• **PROBLEM REQUIREMENTS**: Give back only the lines in the records below from the one with "#[async_trait]" to the one with "#[tokio::main]", both inclusive, word for word.

Dataset entries:
-=-=-

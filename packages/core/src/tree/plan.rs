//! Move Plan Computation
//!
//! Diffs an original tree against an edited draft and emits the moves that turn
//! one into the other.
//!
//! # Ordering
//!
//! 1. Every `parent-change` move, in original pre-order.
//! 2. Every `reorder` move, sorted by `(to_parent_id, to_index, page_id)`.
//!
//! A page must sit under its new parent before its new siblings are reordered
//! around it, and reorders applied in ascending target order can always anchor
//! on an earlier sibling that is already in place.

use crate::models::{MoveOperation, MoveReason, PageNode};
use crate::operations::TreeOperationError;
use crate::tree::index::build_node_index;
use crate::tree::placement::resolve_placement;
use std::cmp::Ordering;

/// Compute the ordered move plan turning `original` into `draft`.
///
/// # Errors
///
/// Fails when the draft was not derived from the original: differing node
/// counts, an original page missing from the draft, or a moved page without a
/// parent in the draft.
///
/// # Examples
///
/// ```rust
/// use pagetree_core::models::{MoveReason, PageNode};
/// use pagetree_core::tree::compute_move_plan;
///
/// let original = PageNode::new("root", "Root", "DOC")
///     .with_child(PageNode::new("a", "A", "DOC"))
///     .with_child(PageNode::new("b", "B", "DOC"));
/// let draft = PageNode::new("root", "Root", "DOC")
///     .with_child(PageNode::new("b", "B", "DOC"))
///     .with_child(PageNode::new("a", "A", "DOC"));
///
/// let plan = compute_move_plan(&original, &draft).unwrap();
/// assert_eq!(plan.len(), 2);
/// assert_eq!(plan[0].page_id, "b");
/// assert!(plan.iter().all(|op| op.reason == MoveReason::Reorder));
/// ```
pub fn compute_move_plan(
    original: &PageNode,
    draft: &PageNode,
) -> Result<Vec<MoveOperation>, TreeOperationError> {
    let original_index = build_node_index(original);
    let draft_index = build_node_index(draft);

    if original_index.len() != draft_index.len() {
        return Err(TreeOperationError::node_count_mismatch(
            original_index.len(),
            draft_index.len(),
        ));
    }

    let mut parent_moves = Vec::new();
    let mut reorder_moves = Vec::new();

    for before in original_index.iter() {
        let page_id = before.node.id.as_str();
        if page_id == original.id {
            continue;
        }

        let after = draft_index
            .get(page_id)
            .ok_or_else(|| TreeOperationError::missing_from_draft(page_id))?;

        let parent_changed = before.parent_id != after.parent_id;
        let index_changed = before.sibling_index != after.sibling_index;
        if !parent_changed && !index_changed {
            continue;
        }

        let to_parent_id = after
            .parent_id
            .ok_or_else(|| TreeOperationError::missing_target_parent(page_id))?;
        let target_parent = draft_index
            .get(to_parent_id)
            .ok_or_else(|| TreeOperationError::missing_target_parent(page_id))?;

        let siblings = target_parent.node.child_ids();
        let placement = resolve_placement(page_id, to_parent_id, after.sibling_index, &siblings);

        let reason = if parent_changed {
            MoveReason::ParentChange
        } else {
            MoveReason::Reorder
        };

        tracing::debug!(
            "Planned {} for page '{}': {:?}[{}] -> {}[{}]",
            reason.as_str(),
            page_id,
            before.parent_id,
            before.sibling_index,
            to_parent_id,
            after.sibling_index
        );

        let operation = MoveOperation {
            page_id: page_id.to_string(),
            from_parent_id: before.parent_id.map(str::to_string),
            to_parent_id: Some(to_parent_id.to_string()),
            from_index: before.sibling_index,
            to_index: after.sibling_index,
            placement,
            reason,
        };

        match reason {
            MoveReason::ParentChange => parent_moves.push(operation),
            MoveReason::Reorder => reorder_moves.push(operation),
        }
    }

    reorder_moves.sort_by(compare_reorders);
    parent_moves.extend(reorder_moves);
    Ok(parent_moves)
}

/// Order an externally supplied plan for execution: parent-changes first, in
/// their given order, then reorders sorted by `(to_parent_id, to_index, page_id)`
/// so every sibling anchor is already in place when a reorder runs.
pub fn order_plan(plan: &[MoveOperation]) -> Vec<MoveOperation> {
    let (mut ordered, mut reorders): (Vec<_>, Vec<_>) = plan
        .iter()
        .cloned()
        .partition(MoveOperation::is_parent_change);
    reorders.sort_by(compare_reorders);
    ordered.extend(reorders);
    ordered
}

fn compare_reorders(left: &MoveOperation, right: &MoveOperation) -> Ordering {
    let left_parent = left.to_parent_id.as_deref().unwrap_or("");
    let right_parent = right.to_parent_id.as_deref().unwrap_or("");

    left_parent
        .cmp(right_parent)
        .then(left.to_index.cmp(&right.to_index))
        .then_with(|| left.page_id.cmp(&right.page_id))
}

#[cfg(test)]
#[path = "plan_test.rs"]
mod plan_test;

-=-=-

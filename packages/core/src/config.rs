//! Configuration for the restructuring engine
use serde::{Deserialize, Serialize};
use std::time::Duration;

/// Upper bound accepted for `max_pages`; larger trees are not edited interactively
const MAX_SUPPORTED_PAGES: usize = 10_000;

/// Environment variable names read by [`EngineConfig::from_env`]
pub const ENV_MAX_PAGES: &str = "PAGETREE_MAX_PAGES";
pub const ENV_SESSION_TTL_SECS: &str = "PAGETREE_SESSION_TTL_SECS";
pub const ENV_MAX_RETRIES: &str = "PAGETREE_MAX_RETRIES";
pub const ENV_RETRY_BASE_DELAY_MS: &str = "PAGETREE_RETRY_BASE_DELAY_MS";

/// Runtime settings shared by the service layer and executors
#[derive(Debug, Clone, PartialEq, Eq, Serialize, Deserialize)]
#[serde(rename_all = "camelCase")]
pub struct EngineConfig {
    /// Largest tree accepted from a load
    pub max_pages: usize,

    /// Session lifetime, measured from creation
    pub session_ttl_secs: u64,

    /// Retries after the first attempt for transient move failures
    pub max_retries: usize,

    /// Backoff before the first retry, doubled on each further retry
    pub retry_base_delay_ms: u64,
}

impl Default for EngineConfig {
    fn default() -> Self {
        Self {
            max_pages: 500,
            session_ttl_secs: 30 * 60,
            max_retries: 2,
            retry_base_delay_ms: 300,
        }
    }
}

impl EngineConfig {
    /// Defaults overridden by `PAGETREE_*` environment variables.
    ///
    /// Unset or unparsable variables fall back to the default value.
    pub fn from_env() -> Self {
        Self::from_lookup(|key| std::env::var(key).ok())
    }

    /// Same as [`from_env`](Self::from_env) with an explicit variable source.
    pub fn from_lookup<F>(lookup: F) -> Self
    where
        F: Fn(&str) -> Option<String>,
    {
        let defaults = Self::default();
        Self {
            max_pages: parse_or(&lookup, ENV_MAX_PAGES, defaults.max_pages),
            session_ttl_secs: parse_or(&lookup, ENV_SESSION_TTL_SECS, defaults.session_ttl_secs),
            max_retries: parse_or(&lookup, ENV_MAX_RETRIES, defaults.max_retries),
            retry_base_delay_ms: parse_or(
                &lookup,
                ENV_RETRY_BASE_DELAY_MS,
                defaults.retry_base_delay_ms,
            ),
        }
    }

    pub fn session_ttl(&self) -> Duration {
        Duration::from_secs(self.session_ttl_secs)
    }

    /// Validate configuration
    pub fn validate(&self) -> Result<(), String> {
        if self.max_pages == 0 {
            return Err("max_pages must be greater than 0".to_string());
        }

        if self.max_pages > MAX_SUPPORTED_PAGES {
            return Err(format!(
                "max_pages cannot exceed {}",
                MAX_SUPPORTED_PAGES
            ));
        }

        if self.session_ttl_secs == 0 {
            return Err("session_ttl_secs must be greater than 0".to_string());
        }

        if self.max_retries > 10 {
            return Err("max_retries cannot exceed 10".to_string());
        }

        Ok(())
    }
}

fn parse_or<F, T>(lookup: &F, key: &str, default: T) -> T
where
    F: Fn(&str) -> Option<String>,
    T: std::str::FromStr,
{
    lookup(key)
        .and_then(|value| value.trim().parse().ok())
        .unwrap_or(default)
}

-=-=-

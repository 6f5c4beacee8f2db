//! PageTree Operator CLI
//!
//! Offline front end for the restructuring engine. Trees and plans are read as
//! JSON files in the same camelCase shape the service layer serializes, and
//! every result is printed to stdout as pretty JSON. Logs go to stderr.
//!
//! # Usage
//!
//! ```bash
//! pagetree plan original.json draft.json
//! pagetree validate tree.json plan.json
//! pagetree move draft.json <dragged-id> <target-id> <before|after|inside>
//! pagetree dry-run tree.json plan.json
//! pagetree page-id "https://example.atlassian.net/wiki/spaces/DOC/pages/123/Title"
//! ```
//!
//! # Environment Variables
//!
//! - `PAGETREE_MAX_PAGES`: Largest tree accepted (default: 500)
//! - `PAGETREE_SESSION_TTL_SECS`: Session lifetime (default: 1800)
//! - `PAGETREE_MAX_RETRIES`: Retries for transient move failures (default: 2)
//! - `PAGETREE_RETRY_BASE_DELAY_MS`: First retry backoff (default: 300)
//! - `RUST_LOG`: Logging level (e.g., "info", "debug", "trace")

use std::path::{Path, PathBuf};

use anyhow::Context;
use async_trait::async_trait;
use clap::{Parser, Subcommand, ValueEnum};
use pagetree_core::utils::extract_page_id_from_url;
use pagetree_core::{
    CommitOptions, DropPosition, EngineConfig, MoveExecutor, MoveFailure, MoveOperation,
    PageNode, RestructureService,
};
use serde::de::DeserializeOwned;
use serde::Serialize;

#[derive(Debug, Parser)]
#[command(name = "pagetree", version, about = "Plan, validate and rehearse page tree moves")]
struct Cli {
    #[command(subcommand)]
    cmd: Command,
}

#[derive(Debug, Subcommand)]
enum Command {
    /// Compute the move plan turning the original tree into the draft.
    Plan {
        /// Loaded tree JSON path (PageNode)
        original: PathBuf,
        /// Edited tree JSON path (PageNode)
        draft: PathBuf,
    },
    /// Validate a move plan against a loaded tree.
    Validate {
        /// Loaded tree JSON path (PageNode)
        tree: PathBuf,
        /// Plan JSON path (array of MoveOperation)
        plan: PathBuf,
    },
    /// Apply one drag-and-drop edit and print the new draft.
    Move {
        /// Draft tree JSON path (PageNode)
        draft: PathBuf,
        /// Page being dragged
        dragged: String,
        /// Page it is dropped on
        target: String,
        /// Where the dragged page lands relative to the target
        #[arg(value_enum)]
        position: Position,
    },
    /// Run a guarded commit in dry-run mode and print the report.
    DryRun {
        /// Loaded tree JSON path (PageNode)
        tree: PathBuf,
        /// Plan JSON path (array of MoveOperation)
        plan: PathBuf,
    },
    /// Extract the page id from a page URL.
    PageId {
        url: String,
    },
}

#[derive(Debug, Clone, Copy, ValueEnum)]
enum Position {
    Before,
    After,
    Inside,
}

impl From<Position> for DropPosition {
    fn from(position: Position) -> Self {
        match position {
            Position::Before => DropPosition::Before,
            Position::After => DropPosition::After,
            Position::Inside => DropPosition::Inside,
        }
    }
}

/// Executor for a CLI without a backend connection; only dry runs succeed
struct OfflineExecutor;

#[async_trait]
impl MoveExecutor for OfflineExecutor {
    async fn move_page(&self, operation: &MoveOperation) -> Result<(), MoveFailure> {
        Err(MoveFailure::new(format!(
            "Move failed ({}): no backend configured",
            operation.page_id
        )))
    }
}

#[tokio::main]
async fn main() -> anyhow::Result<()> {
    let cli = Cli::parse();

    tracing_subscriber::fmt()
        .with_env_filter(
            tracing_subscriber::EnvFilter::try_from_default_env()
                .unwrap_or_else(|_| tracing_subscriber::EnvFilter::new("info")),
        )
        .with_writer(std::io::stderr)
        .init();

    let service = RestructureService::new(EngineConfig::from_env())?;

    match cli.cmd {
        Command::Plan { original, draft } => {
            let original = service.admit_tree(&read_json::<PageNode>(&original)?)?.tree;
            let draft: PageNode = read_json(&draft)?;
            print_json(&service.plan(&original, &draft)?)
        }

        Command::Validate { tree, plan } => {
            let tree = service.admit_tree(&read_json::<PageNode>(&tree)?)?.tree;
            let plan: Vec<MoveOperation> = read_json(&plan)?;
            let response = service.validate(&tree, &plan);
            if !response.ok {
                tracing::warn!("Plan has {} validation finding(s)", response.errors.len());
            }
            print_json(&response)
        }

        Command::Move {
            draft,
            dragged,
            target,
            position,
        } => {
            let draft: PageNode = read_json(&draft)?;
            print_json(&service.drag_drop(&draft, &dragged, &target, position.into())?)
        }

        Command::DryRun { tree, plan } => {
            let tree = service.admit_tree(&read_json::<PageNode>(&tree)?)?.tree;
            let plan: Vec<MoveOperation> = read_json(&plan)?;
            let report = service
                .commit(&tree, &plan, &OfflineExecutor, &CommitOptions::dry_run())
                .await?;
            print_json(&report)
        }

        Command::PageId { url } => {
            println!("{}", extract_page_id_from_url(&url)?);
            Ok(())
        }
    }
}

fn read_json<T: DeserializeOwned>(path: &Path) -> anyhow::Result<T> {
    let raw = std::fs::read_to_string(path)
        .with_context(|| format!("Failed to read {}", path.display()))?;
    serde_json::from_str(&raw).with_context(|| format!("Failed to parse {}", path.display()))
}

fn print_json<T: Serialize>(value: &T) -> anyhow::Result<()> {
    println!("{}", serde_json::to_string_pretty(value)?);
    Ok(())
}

-=-=-

• **ANSWER FOR THIS EXERCISE**:
#[async_trait]
impl MoveExecutor for OfflineExecutor {
    async fn move_page(&self, operation: &MoveOperation) -> Result<(), MoveFailure> {
        Err(MoveFailure::new(format!(
            "Move failed ({}): no backend configured",
            operation.page_id
        )))
    }
}

#[tokio::main]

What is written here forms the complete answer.